Treasury Runway - Assumptions

There are four key assumptions to consider when estimating Aave’s runway:

  1. Market fluctuations - While predicting future prices and market environment is impractical, we’ve chosen to run our analysis at five different average future market values for total value locked (TVL) in the Aave protocol: down 50%, down 25%, status quo, up 25%, up 50%.

  2. Protocol fee revenue - Reserve Factor and liquidations income forecast as a percentage of TVL in the Aave protocol, using a year-to-date historical average as the baseline for future revenues.

  3. Staking revenue - for revenues generated on asset deposits, we’ve chosen to run our analysis using a 2.5% APY on stablecoin assets.

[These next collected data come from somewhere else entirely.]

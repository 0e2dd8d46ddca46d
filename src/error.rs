//! Error types
//!
//! Everything that can go wrong loading tuning, settings or high scores.

use thiserror::Error;

#[derive(Error, Debug)]
pub enum RhythmError {
    #[error("Hit zone bottom ({bottom}) must be below its top ({top})")]
    InvalidHitZone { bottom: f32, top: f32 },
    #[error("Invalid tuning: {0}")]
    InvalidTuning(String),
    #[error("Invalid settings: {0}")]
    InvalidSettings(String),
    #[error(transparent)]
    Io(#[from] std::io::Error),
    #[error(transparent)]
    Json(#[from] serde_json::Error),
}

pub type Result<T> = std::result::Result<T, RhythmError>;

  4. Assumed monthly expenses - we’ve reviewed Aave governance contracts for direct payments to third parties and, for purposes of this analysis, we’ve assumed $1.9M, $2.1M, and $2.4M average monthly spend. See the monthly expense breakout for further details.

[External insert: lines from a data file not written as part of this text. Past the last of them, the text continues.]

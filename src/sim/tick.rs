//! Per-frame simulation step
//!
//! Core game loop that advances the rhythm engine by one host frame and
//! reports what changed as a list of [`Effect`]s.

use super::effect::{DestroyCause, Effect};
use super::state::{Direction, MashState, PerDirection, Phase, RhythmState};
use crate::consts::{COMBO_TEXT, GOLD_RUSH_TEXT};

/// Input for a single frame (edge-triggered presses)
#[derive(Debug, Clone, Default)]
pub struct FrameInput {
    /// Direction keys that went down this frame
    pub pressed: PerDirection<bool>,
    /// Mash key went down this frame
    pub mash: bool,
    /// Demo mode - the engine plays itself
    pub autoplay: bool,
}

impl FrameInput {
    pub fn press(direction: Direction) -> Self {
        let mut input = Self::default();
        input.pressed[direction] = true;
        input
    }

    pub fn mash() -> Self {
        Self {
            mash: true,
            ..Default::default()
        }
    }

    pub fn autoplay() -> Self {
        Self {
            autoplay: true,
            ..Default::default()
        }
    }
}

/// Advance the engine by one frame of `dt` seconds
pub fn advance(state: &mut RhythmState, input: &FrameInput, dt: f32) -> Vec<Effect> {
    let mut effects = Vec::new();

    if state.is_game_over() {
        return effects;
    }

    state.clock += dt as f64;

    // Combo banner auto-hide
    if let Some(remaining) = state.banner_remaining.as_mut() {
        *remaining -= dt;
        if *remaining <= 0.0 {
            state.banner_remaining = None;
            effects.push(Effect::HideCombo);
        }
    }

    let mut input = input.clone();
    if input.autoplay {
        autoplay_presses(state, &mut input, dt);
    }
    let input = &input;

    if let Phase::Mash(mash) = state.phase {
        advance_mash(state, mash, input, dt, &mut effects);
        return effects;
    }

    // Gold rush timer
    if let Phase::GoldRush { remaining } = state.phase {
        let remaining = remaining - dt;
        if remaining <= 0.0 {
            end_gold_rush(state, &mut effects);
        } else {
            state.phase = Phase::GoldRush { remaining };
        }
    }

    let gold_rush = state.phase.is_gold_rush();

    // Scroll speed ramps up outside gold rush
    if !gold_rush {
        state.arrow_speed += state.tuning.speed_increase_rate * dt;
    }

    if state.clock >= state.next_spawn_time {
        spawn_random_arrow(state, &mut effects);
        let interval = if gold_rush {
            state.tuning.gold_rush_spawn_rate
        } else {
            state.tuning.spawn_interval
        };
        state.next_spawn_time = state.clock + interval as f64;
    }

    // Reverse insertion order so removal during iteration is safe
    let speed = state.arrow_speed;
    let zone = state.tuning.hit_zone;
    let mut i = state.arrows.len();
    while i > 0 {
        i -= 1;
        state.arrows[i].advance(speed, dt);
        let y = state.arrows[i].pos.y;
        let direction = state.arrows[i].direction;

        if zone.is_past(y) {
            let arrow = state.arrows.remove(i);
            effects.push(Effect::DestroyArrow {
                id: arrow.id,
                cause: DestroyCause::Miss,
            });
            register_miss(state, direction, &mut effects);
            if state.is_game_over() {
                break;
            }
        } else if zone.contains(y) && input.pressed[direction] {
            let arrow = state.arrows.remove(i);
            effects.push(Effect::DestroyArrow {
                id: arrow.id,
                cause: DestroyCause::Hit,
            });
            register_hit(state, &mut effects);
            if state.phase.is_mash() {
                break;
            }
        }
    }

    effects
}

/// Count mash presses; spawning and scrolling stay suspended
fn advance_mash(
    state: &mut RhythmState,
    mut mash: MashState,
    input: &FrameInput,
    dt: f32,
    effects: &mut Vec<Effect>,
) {
    if !mash.meter_visible() {
        mash.lead_in_remaining -= dt;
        if mash.meter_visible() {
            // The meter appears at its base size whatever was pressed before
            mash.scale = 1.0;
            effects.push(Effect::ShowMashMeter);
            effects.push(Effect::MashScale(mash.scale));
        }
    }

    if input.mash {
        mash.presses += 1;
        mash.scale += state.tuning.mash_grow_amount;
        effects.push(Effect::MashScale(mash.scale));

        if mash.presses >= state.tuning.mash_target_count {
            state.double_points_active = true;
            state.phase = Phase::Normal;
            effects.push(Effect::HideMashMeter);
            effects.push(Effect::MashEnded {
                double_points: true,
            });
            log::info!(
                "Mash phase complete after {} presses - double points active",
                mash.presses
            );
            return;
        }
    }

    state.phase = Phase::Mash(mash);
}

/// Spawn one arrow with a random direction at its entry point
fn spawn_random_arrow(state: &mut RhythmState, effects: &mut Vec<Effect>) {
    let direction = state.random_direction();
    match state.tuning.spawn_points[direction] {
        Some(position) => {
            let id = state.insert_arrow(direction, position);
            log::debug!("Spawned {} arrow {} at {:?}", direction.as_str(), id, position);
            effects.push(Effect::SpawnArrow {
                id,
                direction,
                position,
            });
        }
        None => {
            log::warn!(
                "Spawn point not assigned for direction: {}",
                direction.as_str()
            );
            effects.push(Effect::SpawnSkipped { direction });
        }
    }
}

fn register_miss(state: &mut RhythmState, direction: Direction, effects: &mut Vec<Effect>) {
    state.stats.misses += 1;
    state.health = (state.health - state.tuning.health_loss_per_miss).max(0.0);
    effects.push(Effect::Missed { direction });
    effects.push(Effect::HealthChanged(state.health));
    reset_combo(state, effects);

    if state.health <= 0.0 {
        state.phase = Phase::GameOver;
        log::info!("Game over with {} points", state.points);
        effects.push(Effect::GameOver {
            points: state.points,
        });
    }
}

fn reset_combo(state: &mut RhythmState, effects: &mut Vec<Effect>) {
    state.consecutive_hits = 0;
    state.banner_remaining = None;
    effects.push(Effect::HideCombo);
}

/// Score a successful hit
pub fn register_hit(state: &mut RhythmState, effects: &mut Vec<Effect>) {
    state.stats.hits += 1;
    state.consecutive_hits += 1;

    if state.phase.is_gold_rush() {
        // Every hit scores during gold rush
        add_points(state, 1, effects);
    } else if state.consecutive_hits % state.tuning.combo_length == 0 {
        state.stats.combos += 1;
        effects.push(Effect::ShowCombo(COMBO_TEXT));
        state.banner_remaining = Some(state.tuning.combo_text_duration);
        let amount = if state.double_points_active { 2 } else { 1 };
        add_points(state, amount, effects);
    }
}

/// Award points and check the phase milestones.
///
/// Gold rush wins when both milestones are reached by the same award.
pub fn add_points(state: &mut RhythmState, amount: u32, effects: &mut Vec<Effect>) {
    state.points += amount;
    effects.push(Effect::ScoreChanged(state.points));

    if state.phase.is_gold_rush() {
        return;
    }

    if state.points >= state.tuning.gold_rush_start_points {
        start_gold_rush(state, effects);
    } else if state.points > 0 && state.points % state.tuning.points_to_mash_phase == 0 {
        start_mash_phase(state, effects);
    }
}

fn start_mash_phase(state: &mut RhythmState, effects: &mut Vec<Effect>) {
    state.double_points_active = false;
    state.phase = Phase::Mash(MashState::new(state.tuning.mash_pause_duration));
    state.stats.mash_phases += 1;
    log::info!("Mash phase at {} points", state.points);
    effects.push(Effect::MashStarted);
}

fn start_gold_rush(state: &mut RhythmState, effects: &mut Vec<Effect>) {
    let duration = state.tuning.gold_rush_duration;
    state.phase = Phase::GoldRush {
        remaining: duration,
    };
    state.stats.gold_rushes += 1;
    state.banner_remaining = None;
    log::info!("Gold rush at {} points for {}s", state.points, duration);
    effects.push(Effect::GoldRushStarted { duration });
    effects.push(Effect::ShowCombo(GOLD_RUSH_TEXT));
}

fn end_gold_rush(state: &mut RhythmState, effects: &mut Vec<Effect>) {
    state.phase = Phase::Normal;
    effects.push(Effect::HideCombo);

    for arrow in state.arrows.drain(..) {
        effects.push(Effect::DestroyArrow {
            id: arrow.id,
            cause: DestroyCause::GoldRushEnd,
        });
    }
    state.consecutive_hits = 0;

    log::info!("Gold rush over at {} points", state.points);
    effects.push(Effect::GoldRushEnded);
}

/// Demo player: press whatever will be in the zone after this frame's move
fn autoplay_presses(state: &RhythmState, input: &mut FrameInput, dt: f32) {
    match state.phase {
        Phase::Mash(_) => input.mash = true,
        Phase::Normal | Phase::GoldRush { .. } => {
            let ramp = if state.phase.is_gold_rush() {
                0.0
            } else {
                state.tuning.speed_increase_rate * dt
            };
            let travel = (state.arrow_speed + ramp) * dt;
            let zone = state.tuning.hit_zone;
            for arrow in &state.arrows {
                if zone.contains(arrow.pos.y + travel) {
                    input.pressed[arrow.direction] = true;
                }
            }
        }
        Phase::GameOver => {}
    }
}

Treasury Runway - Findings

Under existing conditions ($2.1m in monthly vendor spend at today’s market prices, $2.4m in LM and Staking expenses), we estimate that Aave has ~3.2 years of runway. An extreme bear scenario (market decline of 50%) would cut this runway down to 2.5 years. In contrast, a bull scenario (market increase of 50%) would extend this runway to 3.6 years.

Assuming an increase in monthly vendor expenses from $2.1m to $2.4m, we estimate that Aave has ~2.9 years of runway. An extreme bear scenario (market decline of 50%) would cut this runway down to 2.2 years. In contrast, a bull scenario (market increase of 50%) would extend this runway to 3.3 years.

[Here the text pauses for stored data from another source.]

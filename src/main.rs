//! Vintage Rhythm entry point
//!
//! Headless native demo: runs a seeded auto-play session at a fixed frame
//! rate, logs what a presentation layer would show, and records the run.
//!
//! Usage: `vintage-rhythm [tuning.json] [seed] [seconds]`

use std::time::{SystemTime, UNIX_EPOCH};

use vintage_rhythm::consts::FRAME_DT;
use vintage_rhythm::highscores::HighScoreEntry;
use vintage_rhythm::sim::{FrameInput, RhythmState, advance};
use vintage_rhythm::{HighScores, LogPresenter, Settings, Tuning, present};

const SETTINGS_PATH: &str = "vintage_rhythm_settings.json";
const HIGH_SCORES_PATH: &str = "vintage_rhythm_highscores.json";
const DEFAULT_DEMO_SECONDS: f32 = 60.0;

fn main() {
    env_logger::init();
    log::info!("Vintage Rhythm (headless) starting...");

    let args: Vec<String> = std::env::args().skip(1).collect();

    let tuning = match args.first().filter(|a| a.as_str() != "-") {
        Some(path) => match Tuning::load(path) {
            Ok(tuning) => tuning,
            Err(e) => {
                log::error!("Failed to load tuning from {}: {}", path, e);
                std::process::exit(1);
            }
        },
        None => Tuning::default(),
    };
    for direction in tuning.missing_spawn_points() {
        log::warn!("No spawn point for {} - those spawns will be skipped", direction.as_str());
    }

    let seed = args
        .get(1)
        .and_then(|s| s.parse::<u64>().ok())
        .unwrap_or_else(now_ms);
    let seconds = args
        .get(2)
        .and_then(|s| s.parse::<f32>().ok())
        .unwrap_or(DEFAULT_DEMO_SECONDS);

    let settings = Settings::load(SETTINGS_PATH).unwrap_or_else(|e| {
        log::warn!("Ignoring unreadable settings: {}", e);
        Settings::default()
    });

    log::info!("Game initialized with seed: {}", seed);
    let mut state = RhythmState::new(tuning, seed);
    let mut presenter = LogPresenter::default();
    let input = FrameInput::autoplay();
    let dt = settings.clamp_frame_dt(FRAME_DT).max(1e-3);

    let frames = (seconds / dt).ceil() as u64;
    for _ in 0..frames {
        let effects = advance(&mut state, &input, dt);
        present(&effects, &mut presenter);
        if state.is_game_over() {
            break;
        }
    }

    let entry = HighScoreEntry::from_run(&state, now_ms());
    log::info!(
        "Run finished: {} points, {} hits, {} misses ({:.0}% accuracy), {:.1}s, \
         {} gold rushes, {} mash phases",
        entry.points,
        entry.hits,
        entry.misses,
        entry.accuracy() * 100.0,
        entry.survived_secs,
        state.stats.gold_rushes,
        state.stats.mash_phases,
    );

    let mut scores = HighScores::load(HIGH_SCORES_PATH).unwrap_or_else(|e| {
        log::warn!("Ignoring unreadable high scores: {}", e);
        HighScores::new()
    });
    if let Some(rank) = scores.add_score(entry) {
        log::info!("New high score! Rank #{}", rank);
        if let Err(e) = scores.save(HIGH_SCORES_PATH) {
            log::warn!("Could not save high scores: {}", e);
        }
    }
}

fn now_ms() -> u64 {
    SystemTime::now()
        .duration_since(UNIX_EPOCH)
        .map(|d| d.as_millis() as u64)
        .unwrap_or(0)
}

In the model above, we do not account for GHO revenue generation as the project is not yet live. However, outside of the model, we assessed the TVL required by GHO to breakeven on the DAO’s expenses (vendors, LM, and staking). At a 2% interest rate, GHO would need approximately $2b in TVL to cover the DAO’s current outflows (($3.32m*12) / 2% = $2b).

Considering only current vendor costs ($2.1m/month), this number would be $1.3bn in TVL (($2.1m*12) / 2% = $1.3).

Note: All figures current as of UTC Close 11/30/2022.


If you have any feedback, comments, or questions, please feel free to leave them in the comments below.

12 Likes

It’s cool to see these 3rd party vendors - or full-time contributors together in a list.

We are lucky to have many of them and I believe this collective strength is what makes Aave different, and successful long-term. It is reminiscent of a hub and spoke model.

I have a question about this line:

What is this assumption based on? Gauntlet renewal? Other?

Makes me excited for GHO & future revenue lines :muscle:

1 Like

Hi @fig, thanks!

A $2.1m monthly vendor spend includes a $200k/month buffer. A $200k/month buffer is roughly equivalent to the cost of one additional service provider contributing to the DAO.

We also wanted to show a more conservative scenario, in which the buffer was $500k/month (bringing total vendor costs to $2.4m/month). This adjustment would account for a little over two new service providers, or larger than anticipated expenses with existing contributors.

1 Like

Thank you for your work on this.

GHO will be a great new revenue stream for the DAO. I am wondering where is the 3.32m coming from in this projection?

Also, interest rate is an APY and may be misleading to divide by monthly costs. Holding assumptions, to cover annual burn, nearly 2B GHO will need to be borrowed for a year. (3.32*12)/2%

5 Likes

Hi @0xkatya - thank you for noting this. We’ve updated the post to reflect the annualized costs.

The $3.3m figure represents the DAO’s monthly outflows in the base case. If we were to look at the DAO’s vendor costs, the number would be $2.1m. The implied breakeven TVL for GHO in that case would be $1.3bn

($2.1m * 12 ) / 0.02 = $1.3b

2 Likes

Great analysis!

Are the incentives for the safety module included in the monthly expenses breakout?

Hi @Araison - thank you for the question!

Safety Module incentives are included in the analysis but are not included in the monthly vendor expense breakout. In our base case, shown below, LM + Staking totals $2.4m in monthly expenses. Just under $2.2m of this total came from staking rewards.